On November 21, 2002, in accordance with the Paperwork Reduction Act of 1995, USDA published a “Notice of Request for Emergency Approval of a New Information Collection,” in the Federal Register. This notice detailed the anticipated paperwork and recordkeeping requirements associated with the voluntary country of origin labeling program. In estimating the hours needed to comply with country of origin requirements, USDA drew upon its experience with the oversight of auditable and verifiable origin-based documented marketing programs. The cost estimate associated with the new record keeping requirements generated a wide range of comments and opinions. The comment period was extended an additional 30 days due to the interest raised by various parties regarding the estimated cost burden. When the comment period closed on February 21, 2003, USDA had received 98 comments. With these additional comments taken into consideration, the topic of cost burdens associated with record keeping for country of origin labeling will be revisited as part of the regulatory process to develop mandatory country of origin requirements. Again, because food handlers and retailers are margin operators, we are concerned that America’s farmers and ranchers will bear the ultimate costs.

It is also important to note that due to the significant nature of the mandatory country of origin regulation, a comprehensive economic impact analysis will be required to evaluate all costs and benefits associated with implementing this rule. The economic analysis will consider costs of product segregation, inventory management, process verification and other costs throughout the industry beyond just record keeping.

USDA Outreach
To date, USDA has formally sought public comment on country of origin labeling three times. Besides the recordkeeping notice and the voluntary guidelines, USDA issued a press release on July 25, 2002, seeking comments to assist in the development of the voluntary guidelines. Once a proposed rule for mandatory country of origin labeling requirements is drafted and published, USDA will formally solicit comments a fourth time. All of these comments are posted on the Web site USDA created for COOL – http://www.ams.usda.gov/cool/.

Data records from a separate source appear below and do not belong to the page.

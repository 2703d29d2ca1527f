//! Event detail page: one query, one record, presentation values.

use chrono::{Local, TimeDelta, TimeZone, Utc};
use serde::Serialize;
use std::fmt::Display;
use std::sync::Arc;
use tracing::debug;

use crate::config::DisplayZone;
use crate::content::{ContentSource, QueryParams};
use crate::error::{ContentError, PageError};
use crate::image::{self, ImageUrlBuilder};
use crate::models::Event;
use crate::portable_text;

/// First event with the given slug, with its headline and venue resolved.
pub const EVENT_QUERY: &str = r#"*[
    _type == "event" &&
    slug.current == $slug
  ][0]{
  ...,
  headline->,
  venue->
}"#;

/// `Sat Nov 02 2024`
pub const DATE_FORMAT: &str = "%a %b %d %Y";
/// `8:00:00 PM`
pub const TIME_FORMAT: &str = "%-I:%M:%S %p";

/// Everything the event template displays, already formatted. `None` means
/// the corresponding section is left out.
#[derive(Debug, Clone, PartialEq, Serialize)]
pub struct EventView {
    pub name: Option<String>,
    pub image_url: String,
    pub image_alt: String,
    pub format_label: Option<String>,
    pub headline: Option<String>,
    pub event_date: Option<String>,
    pub event_time: Option<String>,
    pub doors_open: Option<String>,
    pub venue: Option<String>,
    pub details_html: Option<String>,
    pub tickets: Option<String>,
}

#[derive(Debug, Clone)]
pub struct EventPage {
    pub view: EventView,
    /// Cache tags of the content the page was built from.
    pub tags: Vec<String>,
}

pub struct EventPageRenderer {
    source: Arc<dyn ContentSource>,
    images: Option<ImageUrlBuilder>,
    zone: DisplayZone,
}

impl EventPageRenderer {
    pub fn new(
        source: Arc<dyn ContentSource>,
        images: Option<ImageUrlBuilder>,
        zone: DisplayZone,
    ) -> Self {
        Self { source, images, zone }
    }

    pub async fn render(&self, slug: &str) -> Result<EventPage, PageError> {
        if slug.trim().is_empty() || slug.contains('/') {
            return Err(PageError::NotFound(slug.to_string()));
        }

        let params = QueryParams::new().with("slug", slug);
        let result = self.source.fetch(EVENT_QUERY, &params).await?;
        if result.is_absent() {
            return Err(PageError::NotFound(slug.to_string()));
        }

        let event: Event = serde_json::from_value(result.data).map_err(ContentError::from)?;
        debug!(%slug, ?event, "event data");

        let view = match self.zone {
            DisplayZone::Local => present(&event, self.images.as_ref(), &Local),
            DisplayZone::Utc => present(&event, self.images.as_ref(), &Utc),
        };
        Ok(EventPage { view, tags: result.tags })
    }
}

/// Derives display values for `event`, formatting times in `tz`.
pub fn present<Tz>(event: &Event, images: Option<&ImageUrlBuilder>, tz: &Tz) -> EventView
where
    Tz: TimeZone,
    Tz::Offset: Display,
{
    let name = non_empty(event.name.clone());
    let starts_at = event.starts_at().map(|dt| dt.with_timezone(tz));

    // A zero offset counts as "not set", same as a missing one.
    let doors_open = match (&starts_at, event.doors_open) {
        (Some(start), Some(minutes)) if minutes != 0.0 && minutes.is_finite() => {
            TimeDelta::try_milliseconds((minutes * 60_000.0).round() as i64)
                .and_then(|offset| start.clone().checked_sub_signed(offset))
                .map(|t| t.format(TIME_FORMAT).to_string())
        }
        _ => None,
    };

    EventView {
        image_url: image::event_image_url(images, event.image.as_ref()),
        image_alt: name.clone().unwrap_or_else(|| "Event".to_string()),
        format_label: non_empty(event.format.as_ref().map(|f| f.replace('-', " "))),
        headline: non_empty(event.headline.as_ref().and_then(|h| h.name.clone())),
        event_date: starts_at.as_ref().map(|dt| dt.format(DATE_FORMAT).to_string()),
        event_time: starts_at.as_ref().map(|dt| dt.format(TIME_FORMAT).to_string()),
        doors_open,
        venue: non_empty(event.venue.as_ref().and_then(|v| v.name.clone())),
        details_html: (!event.details.is_empty()).then(|| portable_text::to_html(&event.details)),
        tickets: non_empty(event.tickets.clone()),
        name,
    }
}

fn non_empty(value: Option<String>) -> Option<String> {
    value.filter(|s| !s.trim().is_empty())
}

On March 5, Secretary Veneman announced a series of listening and education sessions that will be held throughout the country to gather additional public input and provide interested parties more information about the new country of origin requirements. Representatives from USDA will be coordinating these educational sessions and plan to travel to 12 States over the next two months. These States represent a cross section of the food and agriculture sector and include California, Florida, Louisiana, Minnesota, Missouri, Montana, Nebraska, North Carolina, Pennsylvania, Texas, Washington and Wyoming. The first session is scheduled for next Tuesday in North Carolina. In addition to these USDA-sponsored events, we are finalizing arrangements to speak on this issue in Alaska, Iowa, and elsewhere to industry group conferences.

Conclusion

Mr. Chairman, the Congress has tasked USDA with the responsibility of implementing a country of origin labeling program for a wide range of food products. We take this mandate seriously and will do our utmost to implement a program that meets the requirements of the law and minimizes the burdens on all concerned.

I am grateful for the opportunity to testify this morning on behalf of USDA. I will be happy to answer any questions from you or the other Subcommittee Members. Thank you.